The Centers for Medicare & Medicaid Services (CMS) recently issued final rules that impact Medicare Advantage (Part C) and Medicare prescription drug benefits (Part D), among other programs, citing a desire “to promote competition, increase access to care, including important behavioral health services, and protect individuals from inappropriate marketing and prior authorization,” according to an April 4 press release.

The rules take effect June 3.

The Texas Medical Association is closely tracking the regulatory changes, including the addition of network adequacy standards for a new category, “outpatient behavioral health,” in which setting marriage and family therapists, mental health counselors, addiction medicine physicians, and other behavioral health practitioners may provide services covered by Medicare.

The new rules also require Medicare Advantage plans to update their prior authorization policies and procedures in an effort to reduce disparities among underserved patient populations.
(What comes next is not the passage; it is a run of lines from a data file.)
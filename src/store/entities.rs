use std::fmt;
use std::str::FromStr;

use bevy::platform::collections::HashMap;
use bevy::prelude::*;

/// Total number of petals on the rose (6 + 8 + 10 + 12 over four layers).
pub const TOTAL_PETALS: u32 = 36;

/// Named phase of the scripted narrative, in playback order.
#[derive(Debug, Clone, Copy, Default, PartialEq, Eq, PartialOrd, Ord, Hash, Reflect)]
#[cfg_attr(feature = "native", derive(clap::ValueEnum))]
pub enum Scene {
    /// Waiting screen, the rose is still a bud.
    #[default]
    Prelude,
    /// First touch: the rose starts opening.
    Intro,
    /// Rose in bloom, the envelope appears.
    Flower,
    /// Letter read, gifts are revealed.
    Climax,
    /// Chocolate close-up.
    Chocolate,
    /// Final convergence.
    Ending,
}

impl Scene {
    /// Every scene in playback order.
    pub const ALL: [Scene; 6] = [
        Scene::Prelude,
        Scene::Intro,
        Scene::Flower,
        Scene::Climax,
        Scene::Chocolate,
        Scene::Ending,
    ];

    /// Lower-case key used by configs and the CLI.
    pub fn key(self) -> &'static str {
        match self {
            Scene::Prelude => "prelude",
            Scene::Intro => "intro",
            Scene::Flower => "flower",
            Scene::Climax => "climax",
            Scene::Chocolate => "chocolate",
            Scene::Ending => "ending",
        }
    }

    /// `flower`, `climax`, `chocolate` or `ending`.
    pub fn is_flower_or_later(self) -> bool {
        self >= Scene::Flower
    }

    /// `climax`, `chocolate` or `ending`.
    pub fn is_climax_or_later(self) -> bool {
        self >= Scene::Climax
    }
}

impl fmt::Display for Scene {
    fn fmt(&self, f: &mut fmt::Formatter<'_>) -> fmt::Result {
        f.write_str(self.key())
    }
}

/// A scene key that names none of the six scenes.
#[derive(Debug, Clone, PartialEq, Eq, thiserror::Error)]
#[error("unknown scene `{0}`")]
pub struct UnknownScene(pub String);

impl FromStr for Scene {
    type Err = UnknownScene;

    fn from_str(s: &str) -> Result<Self, Self::Err> {
        Scene::ALL
            .into_iter()
            .find(|scene| scene.key().eq_ignore_ascii_case(s.trim()))
            .ok_or_else(|| UnknownScene(s.to_owned()))
    }
}

/// Named camera pose the director can move to.
#[derive(Debug, Clone, Copy, Default, PartialEq, Eq, Hash, Reflect)]
pub enum FocusTarget {
    /// Close on the rose.
    #[default]
    Rose,
    /// Close on the letter envelope.
    Envelope,
    /// Framing the memory photos.
    Photo,
    /// Close on the chocolate cluster.
    Chocolate,
    /// Wide shot of the whole stage.
    Center,
}

impl FocusTarget {
    /// Every focus target.
    pub const ALL: [FocusTarget; 5] = [
        FocusTarget::Rose,
        FocusTarget::Envelope,
        FocusTarget::Photo,
        FocusTarget::Chocolate,
        FocusTarget::Center,
    ];
}

/// Rendering budget tier.
#[derive(Debug, Clone, Copy, Default, PartialEq, Eq, Hash, Reflect)]
#[cfg_attr(feature = "native", derive(clap::ValueEnum))]
pub enum PerformanceLevel {
    /// Lowest detail; the render loop may idle between events.
    Low,
    /// Default tier.
    #[default]
    Medium,
    /// Full post-processing and shadows.
    High,
}

/// Free-form options attached to a transition request.
pub type TransitionOptions = HashMap<String, String>;

/// An outstanding, not yet completed scene-change request.
#[derive(Debug, Clone, PartialEq, Reflect)]
pub struct PendingTransition {
    /// Scene to commit.
    pub scene: Scene,
    /// Options passed by the requester, carried verbatim.
    pub options: TransitionOptions,
    /// Request id; strictly increasing across requests.
    pub seq: u64,
}

/// Ambient effect that can be toggled per scene.
#[derive(Debug, Clone, Copy, PartialEq, Eq, Hash, Reflect)]
pub enum LayerKey {
    /// Star shell around the stage.
    Starfield,
    /// Film-grain post effect.
    FilmGrain,
    /// Breathing glow inside the rose.
    LightPulse,
    /// Falling meteors.
    Meteor,
    /// Rain streaks.
    Rain,
    /// Drifting letter paper.
    Letter,
    /// Rising hearts.
    Hearts,
    /// Floating love words.
    FloatingWords,
}

impl LayerKey {
    /// Every layer key.
    pub const ALL: [LayerKey; 8] = [
        LayerKey::Starfield,
        LayerKey::FilmGrain,
        LayerKey::LightPulse,
        LayerKey::Meteor,
        LayerKey::Rain,
        LayerKey::Letter,
        LayerKey::Hearts,
        LayerKey::FloatingWords,
    ];
}

/// Which ambient layers are on. Every key is always present.
#[allow(missing_docs)]
#[derive(Debug, Clone, Copy, Default, PartialEq, Eq, Reflect)]
pub struct LayerActivation {
    pub starfield: bool,
    pub film_grain: bool,
    pub light_pulse: bool,
    pub meteor: bool,
    pub rain: bool,
    pub letter: bool,
    pub hearts: bool,
    pub floating_words: bool,
}

impl LayerActivation {
    /// Whether `key` is on.
    pub fn get(&self, key: LayerKey) -> bool {
        match key {
            LayerKey::Starfield => self.starfield,
            LayerKey::FilmGrain => self.film_grain,
            LayerKey::LightPulse => self.light_pulse,
            LayerKey::Meteor => self.meteor,
            LayerKey::Rain => self.rain,
            LayerKey::Letter => self.letter,
            LayerKey::Hearts => self.hearts,
            LayerKey::FloatingWords => self.floating_words,
        }
    }

    /// Turns `key` on or off.
    pub fn set(&mut self, key: LayerKey, active: bool) {
        let slot = match key {
            LayerKey::Starfield => &mut self.starfield,
            LayerKey::FilmGrain => &mut self.film_grain,
            LayerKey::LightPulse => &mut self.light_pulse,
            LayerKey::Meteor => &mut self.meteor,
            LayerKey::Rain => &mut self.rain,
            LayerKey::Letter => &mut self.letter,
            LayerKey::Hearts => &mut self.hearts,
            LayerKey::FloatingWords => &mut self.floating_words,
        };
        *slot = active;
    }
}
//! Scene transitions and focus derivation.
//!
//! The [`TransitionController`] turns requests left in the store's pending
//! slot into timed sequences (defer, settle, commit, bloom tween). Alongside
//! it, per-frame reconciliation systems keep the focus target in line with
//! bloom / letter state and story cues, and reset bloom when the experience
//! returns to the prelude.

mod entities;
mod systems;

pub use entities::{SequenceStage, StoryCue, TransitionController, TransitionPhase, Wait};
pub use systems::derived_focus;

use bevy::prelude::*;

use crate::DirectorSet;

/// When an observed request starts running.
#[derive(Clone, Copy, Debug, PartialEq, Reflect)]
pub enum DeferPolicy {
    /// Start on the following frame, after pending UI work has flushed.
    NextFrame,
    /// Start after a fixed delay in seconds.
    Delay(f32),
    /// Start in the frame the request is observed.
    Immediate,
}

/// Per-plugin configuration for the transition sequence.
#[derive(Resource, Clone, Debug, Reflect)]
pub struct TransitionConfig {
    /// How a freshly observed request is deferred.
    pub defer: DeferPolicy,
    /// Pause before the scene commit (seconds).
    pub settle_secs: f32,
    /// Duration of the bloom tween after committing `flower` (seconds).
    pub bloom_secs: f32,
}

impl Default for TransitionConfig {
    fn default() -> Self {
        Self {
            defer: DeferPolicy::NextFrame,
            settle_secs: 0.15,
            bloom_secs: 2.0,
        }
    }
}

/// Transition controller plus the focus / failsafe reconciliation systems.
pub struct TransitionPlugin(pub TransitionConfig);

impl Plugin for TransitionPlugin {
    fn build(&self, app: &mut App) {
        app.register_type::<TransitionConfig>()
            .register_type::<DeferPolicy>()
            .insert_resource(self.0.clone())
            .init_resource::<TransitionController>()
            .add_message::<StoryCue>()
            .add_systems(
                Update,
                (systems::drive_transitions, systems::prelude_failsafe)
                    .chain()
                    .in_set(DirectorSet::Sequence),
            )
            .add_systems(
                Update,
                (
                    systems::derive_focus_target,
                    systems::focus_on_story_trigger,
                    systems::announce_story_cues,
                )
                    .chain()
                    .in_set(DirectorSet::Focus),
            );
    }
}

#[cfg(test)]
mod tests {
    use std::ops::DerefMut;

    use super::*;
    use crate::store::{Experience, FocusTarget, LayerActivation, Scene};

    const DT: f32 = 1.0 / 60.0;

    fn run_frames<E>(
        ctl: &mut TransitionController,
        exp: &mut E,
        cfg: &TransitionConfig,
        frames: usize,
    ) where
        E: DerefMut<Target = Experience>,
    {
        for _ in 0..frames {
            ctl.step(exp, DT, cfg);
        }
    }

    fn store_at(scene: Scene) -> Box<Experience> {
        let mut exp = Box::<Experience>::default();
        exp.set_scene(scene);
        exp
    }

    #[test]
    fn request_is_deferred_one_frame() {
        let cfg = TransitionConfig::default();
        let mut ctl = TransitionController::default();
        let mut exp = store_at(Scene::Prelude);
        exp.request_scene_transition(Scene::Intro, None);

        ctl.step(&mut exp, DT, &cfg);
        assert!(matches!(ctl.phase(), TransitionPhase::Scheduled { .. }));
        assert!(!exp.is_animating());

        ctl.step(&mut exp, DT, &cfg);
        assert!(matches!(ctl.phase(), TransitionPhase::Running { .. }));
        assert!(exp.is_animating());
        assert_eq!(exp.current_scene(), Scene::Prelude, "commit waits for settle");
    }

    #[test]
    fn intro_transition_commits_and_clears() {
        let cfg = TransitionConfig::default();
        let mut ctl = TransitionController::default();
        let mut exp = store_at(Scene::Prelude);
        exp.request_scene_transition(Scene::Intro, None);

        run_frames(&mut ctl, &mut exp, &cfg, 30);

        assert!(ctl.is_idle());
        assert_eq!(exp.current_scene(), Scene::Intro);
        assert_eq!(*exp.active_layers(), LayerActivation::for_scene(Scene::Intro));
        assert!(exp.pending_transition().is_none());
        assert!(!exp.is_animating());
    }

    #[test]
    fn flower_transition_tweens_bloom_to_one() {
        let cfg = TransitionConfig::default();
        let mut ctl = TransitionController::default();
        let mut exp = store_at(Scene::Flower);
        exp.request_scene_transition(Scene::Flower, None);

        let mut last = exp.bloom_progress();
        for _ in 0..200 {
            ctl.step(&mut exp, DT, &cfg);
            assert!(exp.bloom_progress() >= last, "bloom must not regress");
            last = exp.bloom_progress();
            if exp.bloom_progress() > 0.0 && exp.bloom_progress() < 1.0 {
                assert!(exp.is_animating());
            }
        }

        assert!(ctl.is_idle());
        assert_eq!(exp.bloom_progress(), 1.0);
        assert!(exp.bloom_complete());
        assert!(!exp.is_animating());
    }

    #[test]
    fn bloom_tween_takes_its_configured_time() {
        let cfg = TransitionConfig {
            defer: DeferPolicy::Immediate,
            settle_secs: 0.0,
            bloom_secs: 1.0,
        };
        let mut ctl = TransitionController::default();
        let mut exp = store_at(Scene::Intro);
        exp.request_scene_transition(Scene::Flower, None);

        run_frames(&mut ctl, &mut exp, &cfg, 30);
        assert!(exp.bloom_progress() > 0.0 && exp.bloom_progress() < 1.0);
        run_frames(&mut ctl, &mut exp, &cfg, 40);
        assert!(exp.bloom_complete());
    }

    #[test]
    fn non_flower_scene_leaves_bloom_alone() {
        let cfg = TransitionConfig::default();
        let mut ctl = TransitionController::default();
        let mut exp = store_at(Scene::Flower);
        exp.set_bloom_progress(0.4);
        exp.request_scene_transition(Scene::Climax, None);
        run_frames(&mut ctl, &mut exp, &cfg, 30);
        assert_eq!(exp.current_scene(), Scene::Climax);
        assert_eq!(exp.bloom_progress(), 0.4);
    }

    #[test]
    fn newer_request_restarts_sequence() {
        let cfg = TransitionConfig::default();
        let mut ctl = TransitionController::default();
        let mut exp = store_at(Scene::Intro);
        exp.request_scene_transition(Scene::Flower, None);
        run_frames(&mut ctl, &mut exp, &cfg, 3);
        assert!(matches!(ctl.phase(), TransitionPhase::Running { .. }));

        exp.request_scene_transition(Scene::Climax, None);
        run_frames(&mut ctl, &mut exp, &cfg, 40);

        assert_eq!(exp.current_scene(), Scene::Climax);
        assert!(exp.pending_transition().is_none());
        assert!(!exp.is_animating());
        assert_eq!(exp.bloom_progress(), 0.0, "superseded flower never tweened");
    }

    #[test]
    fn withdrawn_request_drops_animation_flag() {
        let cfg = TransitionConfig::default();
        let mut ctl = TransitionController::default();
        let mut exp = store_at(Scene::Prelude);
        exp.request_scene_transition(Scene::Intro, None);
        run_frames(&mut ctl, &mut exp, &cfg, 2);
        assert!(exp.is_animating());

        exp.clear_pending_transition();
        ctl.step(&mut exp, DT, &cfg);
        assert!(ctl.is_idle());
        assert!(!exp.is_animating());
        assert_eq!(exp.current_scene(), Scene::Prelude);
    }

    #[test]
    fn reset_to_prelude_interrupts_bloom() {
        let cfg = TransitionConfig::default();
        let mut ctl = TransitionController::default();
        let mut exp = store_at(Scene::Intro);
        exp.request_scene_transition(Scene::Flower, None);
        run_frames(&mut ctl, &mut exp, &cfg, 30);
        assert!(matches!(
            ctl.phase(),
            TransitionPhase::Running {
                stage: SequenceStage::Bloom { .. },
                ..
            }
        ));

        exp.set_scene(Scene::Prelude);
        exp.set_bloom_progress(0.0);
        ctl.step(&mut exp, DT, &cfg);

        assert!(ctl.is_idle());
        assert!(exp.pending_transition().is_none());
        assert!(!exp.is_animating());
        assert_eq!(exp.bloom_progress(), 0.0);
    }

    #[test]
    fn fixed_delay_policy_waits() {
        let cfg = TransitionConfig {
            defer: DeferPolicy::Delay(0.05),
            ..default()
        };
        let mut ctl = TransitionController::default();
        let mut exp = store_at(Scene::Prelude);
        exp.request_scene_transition(Scene::Intro, None);
        run_frames(&mut ctl, &mut exp, &cfg, 3);
        assert!(matches!(ctl.phase(), TransitionPhase::Scheduled { .. }));
        run_frames(&mut ctl, &mut exp, &cfg, 30);
        assert_eq!(exp.current_scene(), Scene::Intro);
    }

    #[test]
    fn focus_rules() {
        let mut exp = Experience::default();
        exp.set_scene(Scene::Intro);
        exp.set_bloom_progress(0.9);
        assert_eq!(derived_focus(&exp), None, "intro never looks at the envelope");

        exp.set_scene(Scene::Flower);
        exp.set_bloom_progress(0.6);
        assert_eq!(derived_focus(&exp), None, "threshold is strict");
        exp.set_bloom_progress(0.7);
        assert_eq!(derived_focus(&exp), Some(FocusTarget::Envelope));

        exp.mark_read_letter();
        assert_eq!(derived_focus(&exp), Some(FocusTarget::Photo));
    }
}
Specifically, plans' relevant utilization management committees must:

  • Include at least one member with an expertise in health equity;
  • Conduct an annual analysis of the plan’s prior authorization policies and procedures; and
  • Make public the results of such analyses.

Together, these requirements aim to “identify any disproportionate delay or denial of access to needed care for enrollees who have a disability or limited income and resources,” according to the press release.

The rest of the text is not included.